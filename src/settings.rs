use std::path::PathBuf;

use serde::{Deserialize, Serialize};

use crate::error::{MaribelError, Result};

#[derive(Debug, Clone, Serialize, Deserialize)]
pub struct Settings {
    pub data_dir: String,
    #[serde(default)]
    pub user_name: String,
    #[serde(default = "default_separator")]
    pub separator: String,
}

fn default_separator() -> String {
    ",".to_string()
}

impl Default for Settings {
    fn default() -> Self {
        Self {
            data_dir: default_data_dir().to_string_lossy().to_string(),
            user_name: String::new(),
            separator: default_separator(),
        }
    }
}

fn config_dir() -> PathBuf {
    dirs::home_dir()
        .unwrap_or_else(|| PathBuf::from("."))
        .join(".config")
        .join("maribel")
}

fn settings_path() -> PathBuf {
    config_dir().join("settings.json")
}

fn default_data_dir() -> PathBuf {
    dirs::home_dir()
        .unwrap_or_else(|| PathBuf::from("."))
        .join("Documents")
        .join("maribel")
}

pub fn load_settings() -> Settings {
    let path = settings_path();
    if path.exists() {
        let content = std::fs::read_to_string(&path).unwrap_or_default();
        serde_json::from_str(&content).unwrap_or_default()
    } else {
        Settings::default()
    }
}

pub fn save_settings(settings: &Settings) -> Result<()> {
    let dir = config_dir();
    std::fs::create_dir_all(&dir)?;
    let json = serde_json::to_string_pretty(settings)
        .map_err(|e| MaribelError::Settings(e.to_string()))?;
    std::fs::write(settings_path(), format!("{json}\n"))?;
    Ok(())
}

pub fn get_data_dir() -> PathBuf {
    PathBuf::from(&load_settings().data_dir)
}

pub fn shellexpand_path(path: &str) -> String {
    if path.starts_with('~') {
        if let Some(home) = dirs::home_dir() {
            return path.replacen('~', &home.to_string_lossy(), 1);
        }
    }
    std::fs::canonicalize(path)
        .unwrap_or_else(|_| PathBuf::from(path))
        .to_string_lossy()
        .to_string()
}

----

* **Your objective**: Report the lines above that contain "content".

* **Output below**:
        let content = std::fs::read_to_string(&path).unwrap_or_default();
        serde_json::from_str(&content).unwrap_or_default()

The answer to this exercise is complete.